___ Supplied material ___

impl<F: Float, K: Kernel<F>> GpClassifier<F, K> {
    /// Gp classifier parameters constructor
    pub fn params(kernel: K) -> GpClassifierParams<F, K> {
        GpClassifierParams::new(kernel)
    }

    fn problem(&self) -> ClassificationProblem<'_, F, K> {
        ClassificationProblem {
            kernel: &self.kernel,
            x: self.xt.view(),
            y: self.yt.view(),
            max_iterations: self.params.max_iterations,
        }
    }

    /// Latent mode at given `hypers` starting from `guess`
    pub fn find_f(&self, hypers: &Array1<F>, guess: Option<&Array1<F>>) -> Result<Array1<F>> {
        Ok(self.problem().find_f(hypers, guess)?.f)
    }

    /// Negative approximate log marginal likelihood at given `hypers`
    pub fn neg_logq(&self, hypers: &Array1<F>) -> Result<F> {
        Ok(self.problem().find_f(hypers, None)?.logq)
    }

    /// Predict positive class probabilities (m,), latent means (m,) and
    /// latent covariance (m, m) at the `m` rows of `x`.
    pub fn predict(
        &self,
        x: &ArrayBase<impl Data<Elem = K::Elem>, Ix2>,
    ) -> Result<(Array1<F>, Array1<F>, Array2<F>)> {
        if x.ncols() != self.xt.ncols() {
            return Err(GpError::LengthMismatch(format!(
                "inputs of length {} given while model is trained on length {}",
                x.ncols(),
                self.xt.ncols()
            )));
        }
        let k_star = self.kernel.cov(x, &self.xt, &self.hypers);
        let f_bar = k_star.dot(&self.mode.grad);

        let mut wk = k_star.t().to_owned();
        Zip::from(wk.rows_mut())
            .and(&self.mode.w_sqrt)
            .for_each(|mut row, &w| row.mapv_inplace(|v| v * w));
        let v = self.mode.chol.triangular_solve_mat(&wk)?;
        let var = self.kernel.self_cov(x, &self.hypers) - v.t().dot(&v);

        let pi_star = Zip::from(&f_bar)
            .and(var.diag())
            .map_collect(|&mu, &s2| predictive_probability(mu, s2));
        Ok((pi_star, f_bar, var))
    }

    /// Area under the ROC curve of predicted probabilities against labels `y`
    pub fn score(
        &self,
        x: &ArrayBase<impl Data<Elem = K::Elem>, Ix2>,
        y: &ArrayBase<impl Data<Elem = F>, Ix1>,
    ) -> Result<F> {
        check_labels(y)?;
        if x.nrows() != y.len() {
            return Err(GpError::LengthMismatch(format!(
                "{} inputs given for {} labels",
                x.nrows(),
                y.len()
            )));
        }
        let (pi_star, _, _) = self.predict(x)?;
        Ok(roc_auc(y, &pi_star))
    }

    /// Optimized kernel hyperparameters
    pub fn hypers(&self) -> &Array1<F> {
        &self.hypers
    }

    /// Negative approximate log marginal likelihood at the optimum
    pub fn ml(&self) -> F {
        self.mode.logq
    }

    /// Latent mode at training points
    pub fn f_hat(&self) -> &Array1<F> {
        &self.mode.f
    }

    /// Fitted kernel
    pub fn kernel(&self) -> &K {
        &self.kernel
    }

    /// Training inputs and labels
    pub fn training_data(&self) -> (&Array2<K::Elem>, &Array1<F>) {
        (&self.xt, &self.yt)
    }

    /// Parameters used to fit the model
    pub fn params_used(&self) -> &GpClassifierValidParams<F, K> {
        &self.params
    }
}

/// `int sigmoid(z) N(z; mu, s2) dz` over `[mu - 20 s2, mu + 20 s2]`
fn predictive_probability<F: Float>(mu: F, s2: F) -> F {
    if s2 <= F::zero() {
        return sigmoid(mu);
    }
    let two = F::cast(2.);
    let norm = (two * F::cast(std::f64::consts::PI) * s2).sqrt();
    let density = |z: F| sigmoid(z) * (-(z - mu) * (z - mu) / (two * s2)).exp() / norm;
    let (width, core) = (F::cast(PREDICT_WINDOW) * s2, F::cast(8.) * s2.sqrt());
    let tol = F::cast(1e-10);
    if core < width {
        // split so that the quadrature cannot step over the density peak
        integrate(&density, mu - width, mu - core, tol)
            + integrate(&density, mu - core, mu + core, tol)
            + integrate(&density, mu + core, mu + width, tol)
    } else {
        integrate(density, mu - width, mu + width, tol)
    }
}

impl<F, K, D, DT> Fit<ArrayBase<D, Ix2>, ArrayBase<DT, Ix1>, GpError> for GpClassifierValidParams<F, K>
where
    F: Float,
    K: Kernel<F>,
    D: Data<Elem = K::Elem>,
    DT: Data<Elem = F>,
{
    type Object = GpClassifier<F, K>;

    fn fit(&self, dataset: &DatasetBase<ArrayBase<D, Ix2>, ArrayBase<DT, Ix1>>) -> Result<Self::Object> {
        let (x, y) = (dataset.records(), dataset.targets());
        check_labels(y)?;
        if x.nrows() != y.len() {
            return Err(GpError::LengthMismatch(format!(
                "{} inputs given for {} labels",
                x.nrows(),
                y.len()
            )));
        }
        let mut kernel = self.kernel.clone();
        let n_hypers = kernel.fit(x);
        let guesses = initial_hypers(self.guesses.as_ref(), n_hypers)?;
        let (xt, yt) = (x.to_owned(), y.to_owned());

        let problem = ClassificationProblem {
            kernel: &kernel,
            x: xt.view(),
            y: yt.view(),
            max_iterations: self.max_iterations,
        };
        let hypers = if self.optimize {
            optimize_hypers(
                |h: &Array1<F>| Ok(problem.find_f(h, None)?.logq),
                &guesses,
                self.n_start,
                &OptimParams {
                    algorithm: self.algorithm,
                    max_eval: self.max_eval,
                    ..OptimParams::default()
                },
            )
        } else {
            guesses
        };
        let mode = problem.find_f(&hypers, None)?;
        info!("GP classifier fitted with hypers = {hypers}, neg_logq = {}", mode.logq);

        Ok(GpClassifier {
            hypers,
            mode,
            xt,
            yt,
            kernel,
            params: self.clone(),
        })
    }
}

impl<F, K, D> PredictInplace<ArrayBase<D, Ix2>, Array1<F>> for GpClassifier<F, K>
where
    F: Float,
    K: Kernel<F>,
    D: Data<Elem = K::Elem>,
{
    fn predict_inplace(&self, x: &ArrayBase<D, Ix2>, y: &mut Array1<F>) {
        assert_eq!(
            x.nrows(),
            y.len(),
            "The number of data points must match the number of output targets."
        );
        match self.predict(x) {
            Ok((pi_star, _, _)) => y.assign(&pi_star),
            Err(err) => {
                error!("GP classifier prediction failed: {err}");
                y.fill(F::nan());
            }
        }
    }

    fn default_target(&self, x: &ArrayBase<D, Ix2>) -> Array1<F> {
        Array1::zeros(x.len_of(Axis(0)))
    }
}

/// Persisted content of a [GpClassifier]
#[cfg(feature = "persistent")]
#[derive(Serialize, Deserialize)]
#[serde(bound(
    serialize = "F: Serialize, K: Serialize, A: Serialize",
    deserialize = "F: Deserialize<'de>, K: Deserialize<'de>, A: Deserialize<'de>"
))]
struct GpClassifierRecord<F, K, A> {
    version: u32,
    kernel: K,
    hypers: Vec<F>,
    guesses: Option<Vec<F>>,
    xt: Array2<A>,
    yt: Vec<F>,
    n_start: usize,
    max_eval: usize,
    algorithm: Algorithm,
    optimize: bool,
    max_iterations: usize,
}

#[cfg(feature = "persistent")]
impl<F, K> GpClassifier<F, K>
where
    F: Float + Serialize + DeserializeOwned,
    K: Kernel<F> + Serialize + DeserializeOwned,
    K::Elem: Serialize + DeserializeOwned,
{
    /// Save the model as JSON in the given file
    pub fn save(&self, path: impl AsRef<Path>) -> Result<()> {
        let record = GpClassifierRecord {
            version: GP_SCHEMA_VERSION,
            kernel: self.kernel.clone(),
            hypers: self.hypers.to_vec(),
            guesses: self.params.guesses.as_ref().map(|g| g.to_vec()),
            xt: self.xt.clone(),
            yt: self.yt.to_vec(),
            n_start: self.params.n_start,
            max_eval: self.params.max_eval,
            algorithm: self.params.algorithm,
            optimize: self.params.optimize,
            max_iterations: self.params.max_iterations,
        };
        write_record(path, &record)
    }

    /// Load a model saved with [GpClassifier::save]
    ///
    /// The Laplace mode is recomputed from the persisted hyperparameters.
    pub fn load(path: impl AsRef<Path>) -> Result<Self> {
        let record: GpClassifierRecord<F, K, K::Elem> = read_record(path)?;
        check_version(record.version)?;
        check_max_iterations(record.max_iterations).map_err(load_error)?;
        let xt = record.xt;
        let yt = Array1::from(record.yt);
        if xt.nrows() != yt.len() {
            return Err(GpError::LoadError(
                "inconsistent training data lengths".to_string(),
            ));
        }
        check_labels(&yt).map_err(load_error)?;
        let mut kernel = record.kernel;
        let n_hypers = kernel.fit(&xt);
        if record.hypers.len() != n_hypers {
            return Err(GpError::LoadError(format!(
                "{} hyperparameters found while {} are required",
                record.hypers.len(),
                n_hypers
            )));
        }
        let hypers = Array1::from(record.hypers);
        let mode = ClassificationProblem {
            kernel: &kernel,
            x: xt.view(),
            y: yt.view(),
            max_iterations: record.max_iterations,
        }
        .find_f(&hypers, None)?;

        let params = GpClassifierValidParams {
            kernel: kernel.clone(),
            guesses: record.guesses.map(Array1::from),
            n_start: record.n_start,
            max_eval: record.max_eval,
            algorithm: record.algorithm,
            optimize: record.optimize,
            max_iterations: record.max_iterations,
        };
        Ok(GpClassifier {
            hypers,
            mode,
            xt,
            yt,
            kernel,
            params,
        })
    }
}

___

● Directions for this task
Reproduce only this range: the first line of the data above through the line with "mode at given", both included, exactly as written.

● Written solution
impl<F: Float, K: Kernel<F>> GpClassifier<F, K> {
    /// Gp classifier parameters constructor
    pub fn params(kernel: K) -> GpClassifierParams<F, K> {
        GpClassifierParams::new(kernel)
    }

    fn problem(&self) -> ClassificationProblem<'_, F, K> {
        ClassificationProblem {
            kernel: &self.kernel,
            x: self.xt.view(),
            y: self.yt.view(),
            max_iterations: self.params.max_iterations,
        }
    }

    /// Latent mode at given `hypers` starting from `guess`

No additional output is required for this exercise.